Low back pain (LBP), commonly induced by intervertebral disc degeneration, is a lumbar disease with worldwide prevalence. However, the mechanism of degeneration remains unclear. The intervertebral disc is a nonvascular organ consisting of three components: Nucleus pulposus, annulus fibrosus, and endplate cartilages. The disc is structured to support our body motion and endure persistent external mechanical pressure. Thus, there is a close connection between force and intervertebral discs in LBP. It is well established that with aging, disordered mechanical stress profoundly influences the fate of nucleus pulposus and the alignment of collagen fibers in the annulus fibrosus. These support a new understanding that disordered mechanical stress plays an important role in the degeneration of the intervertebral discs. Tissue-engineered regenerative and reparative therapies are being developed for relieving disc degeneration and symptoms of lower back pain. In this paper, we will review the current literature available on the role of disordered mechanical stress in intervertebral disc degeneration, and evaluate the existing tissue engineering treatment strategies of the current therapies.

Highlights

  • Low back pain (LBP) is the most common reason for disability in developed countries accounting for 10.7% of the total population of disabled people [1]

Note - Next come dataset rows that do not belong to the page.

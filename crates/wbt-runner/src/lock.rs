//! Soft file lock.
//!
//! The lock is held by whoever managed to create the lock file; it carries
//! no OS-level locking, so it also works on network file systems. A process
//! that dies while holding it leaves the file behind, and the lock then has
//! to be removed by hand.

use crate::{Result, WbtError};
use std::fs::{self, OpenOptions};
use std::io::{ErrorKind, Write};
use std::path::{Path, PathBuf};
use std::thread;
use std::time::{Duration, Instant};
use tracing::{debug, warn};

const POLL_INTERVAL: Duration = Duration::from_millis(50);

/// Held lock; the lock file is removed on drop.
#[derive(Debug)]
pub struct SoftFileLock {
    path: PathBuf,
}

impl SoftFileLock {
    /// Wait until the lock file can be created.
    ///
    /// `timeout` of `None` waits forever.
    pub fn acquire<P: AsRef<Path>>(path: P, timeout: Option<Duration>) -> Result<Self> {
        let path = path.as_ref().to_path_buf();
        let start = Instant::now();
        let mut reported = false;

        loop {
            match OpenOptions::new().write(true).create_new(true).open(&path) {
                Ok(mut file) => {
                    // Best effort: the pid only helps whoever finds a stale lock.
                    let _ = writeln!(file, "{}", std::process::id());
                    debug!("Acquired lock {}", path.display());
                    return Ok(Self { path });
                }
                Err(e) if e.kind() == ErrorKind::AlreadyExists => {
                    if timeout.is_some_and(|t| start.elapsed() >= t) {
                        return Err(WbtError::LockTimeout(path));
                    }
                    if !reported {
                        warn!("Waiting for lock {}", path.display());
                        reported = true;
                    }
                    thread::sleep(POLL_INTERVAL);
                }
                Err(e) => return Err(e.into()),
            }
        }
    }

    pub fn path(&self) -> &Path {
        &self.path
    }
}

impl Drop for SoftFileLock {
    fn drop(&mut self) {
        if let Err(e) = fs::remove_file(&self.path) {
            if e.kind() != ErrorKind::NotFound {
                warn!("Failed to remove lock {}: {}", self.path.display(), e);
            }
        }
        debug!("Released lock {}", self.path.display());
    }
}

#[cfg(test)]
mod tests {
    use super::*;
    use std::sync::{Arc, Barrier};

    #[test]
    fn test_acquire_and_release() {
        let dir = tempfile::tempdir().unwrap();
        let path = dir.path().join(".wbt_lock");
        {
            let lock = SoftFileLock::acquire(&path, None).unwrap();
            assert!(lock.path().exists());
        }
        assert!(!path.exists());
    }

    #[test]
    fn test_timeout_while_held() {
        let dir = tempfile::tempdir().unwrap();
        let path = dir.path().join(".wbt_lock");
        let _held = SoftFileLock::acquire(&path, None).unwrap();
        let err = SoftFileLock::acquire(&path, Some(Duration::from_millis(120))).unwrap_err();
        assert!(matches!(err, WbtError::LockTimeout(_)));
    }

    #[test]
    fn test_waits_for_release() {
        let dir = tempfile::tempdir().unwrap();
        let path = dir.path().join(".wbt_lock");
        let held = SoftFileLock::acquire(&path, None).unwrap();
        let barrier = Arc::new(Barrier::new(2));

        let waiter = {
            let path = path.clone();
            let barrier = Arc::clone(&barrier);
            thread::spawn(move || {
                barrier.wait();
                SoftFileLock::acquire(&path, Some(Duration::from_secs(10))).map(|_| ())
            })
        };
        barrier.wait();
        thread::sleep(Duration::from_millis(100));
        drop(held);
        assert!(waiter.join().unwrap().is_ok());
    }
}
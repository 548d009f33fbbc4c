//! Error types for the DEM crate.

use thiserror::Error;

/// Errors that can occur when fetching or converting DEM data.
#[derive(Debug, Error)]
pub enum DemError {
    /// I/O error reading or writing a file.
    #[error("I/O error: {0}")]
    Io(#[from] std::io::Error),

    /// TIFF decoding or encoding error.
    #[error("TIFF error: {0}")]
    Tiff(#[from] tiff::TiffError),

    /// Invalid GeoTIFF - missing required tags.
    #[error("Invalid GeoTIFF: {0}")]
    InvalidGeoTiff(String),

    /// The raster has more than one band.
    #[error("Expected a single-band raster, found {0:?}")]
    NotSingleBand(tiff::ColorType),

    /// Unknown data type name.
    #[error("Unsupported data type: {0}")]
    UnsupportedDataType(String),

    /// Bounding box is malformed.
    #[error("Invalid bounding box: {0}")]
    InvalidBbox(String),

    /// Requested 3DEP resolution is not served.
    #[error("Resolution must be one of 10, 30, or 60 meters.")]
    InvalidResolution(u32),

    /// Pixel connectivity other than 4 or 8.
    #[error("Connectivity must be 4 or 8, got {0}")]
    InvalidConnectivity(u8),

    /// Requested area needs more pixels than the service returns in one image.
    #[error("Requested image of {width}x{height} pixels exceeds the {max} pixel limit per side")]
    RequestTooLarge {
        /// Requested width in pixels.
        width: usize,
        /// Requested height in pixels.
        height: usize,
        /// Service limit per side.
        max: usize,
    },

    /// HTTP request error.
    #[error("HTTP request error: {0}")]
    HttpRequest(#[from] reqwest::Error),

    /// Remote service answered with something other than the expected payload.
    #[error("Failed to download {url}: {reason}")]
    DownloadFailed {
        /// Requested URL (without query signature).
        url: String,
        /// Reason for failure.
        reason: String,
    },

    /// No DEM data covers the requested area.
    #[error("No DEM data found for bounding box {0}")]
    NoData(String),

    /// JSON decoding error from a remote API.
    #[error("JSON error: {0}")]
    Json(#[from] serde_json::Error),
}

  • Intervertebral disc degeneration (IDD) is a chronic disease that slowly degrades the content of intervertebral disc (IVD) and leads to unstable IVD, which limits the mobility of the spinal cord [3]

  • We investigated the role of disordered mechanical stress in Nucleus pulposus (NP), Annulus fibrosus (AF), and angiogenesis in IDD, and current trends in tissue engineering therapies in IDD (Figure 4)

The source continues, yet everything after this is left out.